Wednesday, May 27, 2009

I stole this from somebody's blog...

I've been giving a lot of thought to this whole business of painting Francoise Gilot, followed by the rest of what one might call the women of Picasso. So, in my never-ending efforts to show you, dear reader, what I'm thinking (which is, by definition, hard to show), I stumbled across a blog called Curious Morgan. It's subhead is "a place for curious things, people and places." Take a look here--the James Bond stuff right near the front is also really cool.

Anyway, this from Curious Morgan, to illustrate my point:

The women of Picasso

Pablo Diego José Francisco de Paula Juan Nepomuceno María de los Remedios Crispiniano de la Santísima Trinidad, or Pablo Picasso was infamous for his illustrious love affairs. Rather than spotlight Picasso himself, let's take a look at the women who inspired him, who loved him, and those who he drove mad.

Fernande was a fascinating woman who inspired many of Picasso's painting in the Rose and Blue periods, as well as some of his earliest Cubist paintings. Her journals have been published a few times and are on my reading list. There is a fabulous article you can read about this Zola-type character here.

left: "Fernande Olivier," 1905.
right: "Nude in an Armchair," summer of 1909.

Next came Marcelle Humbert, whom Picasso called Eva Gouel. She was the subject of many of his Cubist paintings.

left: "Ma Jolie" (Woman with a Zither on Guitar), 1911.
right: study for "Femme en Chemise dans un fauteuil," 1913.

Olga was a ballerina and Picasso's first wife. She introduced him to high society, but Picasso was unwilling to give up his Bohemian lifestyle. They separated but never divorced because he did not want her to gain half of his wealth in divorce. They here technically married until her death in 1955.

"Olga in an Armchair," 1918.

Marie-Therese had a long affair with Pablo. She mothered several children by him and always held high hopes that he would eventually marry her. After his death, she hung herself.

left: "Marie-Theres Walter," 1937.
right: "Marie-Therese Walter," 1937. (I love this one.)

left: "Marie-Therese Walter," 1937.
right: "Marie-Therese Walter," 1937.

Maar became Picasso's companion as she documented his creation of "Guernica." Picasso called her his "private muse."

left: "Portrait of Dora Maar," 1937.
right: "Dora Maar," 1937.

Francoise was a beautiful young art student who took up with Pablo when he was well into his 60s. She mothered two children by him- Claude and Paloma. (Paloma is an artist who has designed pieces for Tiffany's.) Anyway, Francoise couldn't handle all the women in Pablo's life. She left him and married Jonas Salk.

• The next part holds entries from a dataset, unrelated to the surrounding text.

//! Storage ports
//!
//! Services never talk to a connection directly. They ask a [`Database`] for a
//! [`UnitOfWork`], which is one relational transaction exposing the narrow
//! per-entity repositories below. Nothing a unit of work does is visible to
//! anyone else until [`UnitOfWork::commit`]; dropping it rolls back.

use async_trait::async_trait;

use crate::card::{Card, CardInput};
use crate::collection::OwnershipRecord;
use crate::error::{CollectionError, CollectionResult};
use crate::profile::{Profile, ProfileInput};
use crate::quest::{Quest, QuestInput};
use crate::rarity::{Rarity, RarityInput};
use crate::trade::{TradeOffer, TradeOfferInput};

pub mod memory;
pub mod postgres;

pub use memory::MemoryDatabase;
pub use postgres::PgDatabase;

#[async_trait]
pub trait RarityRepository: Send {
    async fn insert_rarity(&mut self, input: &RarityInput) -> CollectionResult<Rarity>;
    async fn find_rarity(&mut self, id: i64) -> CollectionResult<Option<Rarity>>;
    async fn list_rarities(&mut self) -> CollectionResult<Vec<Rarity>>;
    async fn update_rarity(
        &mut self,
        id: i64,
        input: &RarityInput,
    ) -> CollectionResult<Option<Rarity>>;
    async fn delete_rarity(&mut self, id: i64) -> CollectionResult<bool>;
}

#[async_trait]
pub trait CardRepository: Send {
    async fn insert_card(&mut self, input: &CardInput) -> CollectionResult<Card>;
    async fn find_card(&mut self, id: i64) -> CollectionResult<Option<Card>>;
    /// Ordered by name, then id
    async fn list_cards(&mut self) -> CollectionResult<Vec<Card>>;
    async fn list_cards_by_rarity(&mut self, rarity_id: i64) -> CollectionResult<Vec<Card>>;
    async fn update_card(&mut self, id: i64, input: &CardInput)
        -> CollectionResult<Option<Card>>;
    async fn delete_card(&mut self, id: i64) -> CollectionResult<bool>;
}

#[async_trait]
pub trait ProfileRepository: Send {
    async fn insert_profile(&mut self, input: &ProfileInput) -> CollectionResult<Profile>;
    async fn find_profile(&mut self, id: i64) -> CollectionResult<Option<Profile>>;
    async fn list_profiles(&mut self) -> CollectionResult<Vec<Profile>>;
    async fn update_profile(
        &mut self,
        id: i64,
        input: &ProfileInput,
    ) -> CollectionResult<Option<Profile>>;
    async fn delete_profile(&mut self, id: i64) -> CollectionResult<bool>;
}

/// Ownership rows. All listings are ordered by id.
#[async_trait]
pub trait OwnershipRepository: Send {
    async fn insert_ownership(
        &mut self,
        profile_id: i64,
        card_id: i64,
    ) -> CollectionResult<OwnershipRecord>;
    async fn find_ownership(&mut self, id: i64) -> CollectionResult<Option<OwnershipRecord>>;
    async fn list_ownership(&mut self) -> CollectionResult<Vec<OwnershipRecord>>;
    async fn list_ownership_by_profile(
        &mut self,
        profile_id: i64,
    ) -> CollectionResult<Vec<OwnershipRecord>>;
    async fn list_ownership_by_card(&mut self, card_id: i64)
        -> CollectionResult<Vec<OwnershipRecord>>;
    async fn list_ownership_by_profile_and_card(
        &mut self,
        profile_id: i64,
        card_id: i64,
    ) -> CollectionResult<Vec<OwnershipRecord>>;
    async fn count_ownership(&mut self, profile_id: i64, card_id: i64) -> CollectionResult<i64>;
    async fn delete_ownership(&mut self, id: i64) -> CollectionResult<bool>;
    async fn delete_ownership_by_profile(&mut self, profile_id: i64) -> CollectionResult<u64>;
}

/// Trade offers. All listings are ordered by id, so the first entry is the oldest.
#[async_trait]
pub trait TradeOfferRepository: Send {
    async fn insert_offer(&mut self, input: &TradeOfferInput) -> CollectionResult<TradeOffer>;
    async fn find_offer(&mut self, id: i64) -> CollectionResult<Option<TradeOffer>>;
    async fn list_offers(&mut self) -> CollectionResult<Vec<TradeOffer>>;
    async fn list_offers_by_card_offered(
        &mut self,
        card_offered: i64,
    ) -> CollectionResult<Vec<TradeOffer>>;
    async fn list_offers_by_card_wanted(
        &mut self,
        card_wanted: i64,
    ) -> CollectionResult<Vec<TradeOffer>>;
    async fn list_offers_by_cards(
        &mut self,
        card_offered: i64,
        card_wanted: i64,
    ) -> CollectionResult<Vec<TradeOffer>>;
    async fn list_offers_by_profile(&mut self, profile_id: i64)
        -> CollectionResult<Vec<TradeOffer>>;
    async fn list_offers_by_profile_and_card_offered(
        &mut self,
        profile_id: i64,
        card_offered: i64,
    ) -> CollectionResult<Vec<TradeOffer>>;
    async fn delete_offer(&mut self, id: i64) -> CollectionResult<bool>;
    async fn delete_offers_by_profile(&mut self, profile_id: i64) -> CollectionResult<u64>;
}

/// Quests. All listings are ordered by id.
#[async_trait]
pub trait QuestRepository: Send {
    async fn insert_quest(&mut self, input: &QuestInput) -> CollectionResult<Quest>;
    async fn find_quest(&mut self, id: i64) -> CollectionResult<Option<Quest>>;
    async fn list_quests(&mut self) -> CollectionResult<Vec<Quest>>;
    async fn list_quests_by_profile(&mut self, profile_id: i64) -> CollectionResult<Vec<Quest>>;
    async fn list_quests_by_reward(&mut self, card_id: i64) -> CollectionResult<Vec<Quest>>;
    async fn list_quests_by_rarity(&mut self, rarity_id: i64) -> CollectionResult<Vec<Quest>>;
    async fn update_quest(&mut self, id: i64, input: &QuestInput)
        -> CollectionResult<Option<Quest>>;
    async fn set_quest_progress(
        &mut self,
        id: i64,
        cards_collected: i32,
    ) -> CollectionResult<Option<Quest>>;
    async fn delete_quest(&mut self, id: i64) -> CollectionResult<bool>;
    async fn delete_quests_by_profile(&mut self, profile_id: i64) -> CollectionResult<u64>;
}

/// Every repository at once; what a unit of work hands to the services
pub trait Repositories:
    RarityRepository
    + CardRepository
    + ProfileRepository
    + OwnershipRepository
    + TradeOfferRepository
    + QuestRepository
{
}

impl<T> Repositories for T where
    T: RarityRepository
        + CardRepository
        + ProfileRepository
        + OwnershipRepository
        + TradeOfferRepository
        + QuestRepository
{
}

/// One transaction over every repository
#[async_trait]
pub trait UnitOfWork: Repositories + Sized {
    async fn commit(self) -> CollectionResult<()>;
}

/// Source of units of work
#[async_trait]
pub trait Database: Clone + Send + Sync + 'static {
    type Work: UnitOfWork + 'static;

    async fn begin(&self) -> CollectionResult<Self::Work>;

    /// Cheap liveness probe for the health endpoint
    async fn ping(&self) -> CollectionResult<()>;
}

/// Load a profile or fail with NotFound
pub async fn require_profile<R: ProfileRepository>(
    repo: &mut R,
    id: i64,
) -> CollectionResult<Profile> {
    repo.find_profile(id)
        .await?
        .ok_or_else(|| CollectionError::not_found(format!("Profile {}", id)))
}

/// Load a card or fail with NotFound
pub async fn require_card<R: CardRepository>(repo: &mut R, id: i64) -> CollectionResult<Card> {
    repo.find_card(id)
        .await?
        .ok_or_else(|| CollectionError::not_found(format!("Card {}", id)))
}

/// Load a rarity or fail with NotFound
pub async fn require_rarity<R: RarityRepository>(
    repo: &mut R,
    id: i64,
) -> CollectionResult<Rarity> {
    repo.find_rarity(id)
        .await?
        .ok_or_else(|| CollectionError::not_found(format!("Rarity {}", id)))
}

left: "Portrait of Francoise," 1946.
right: "Francoise Gilot with Claude and Paloma," 1951.

While Picasso had several more lovers who inspired his work, this is a nice taste. Isn't it amazing how beauty can both inspire and destroy at the same time? I can only imagine the intense emotions that filled these women's lives...And to have it all documented through the collection of one of the world's most influential and well-known artists...
Although, truth be told, none of this actually illustrates my point. Because I want to paint them when they are old. Like the photo I showed you earlier. Still, it's good to know what the hell is going on.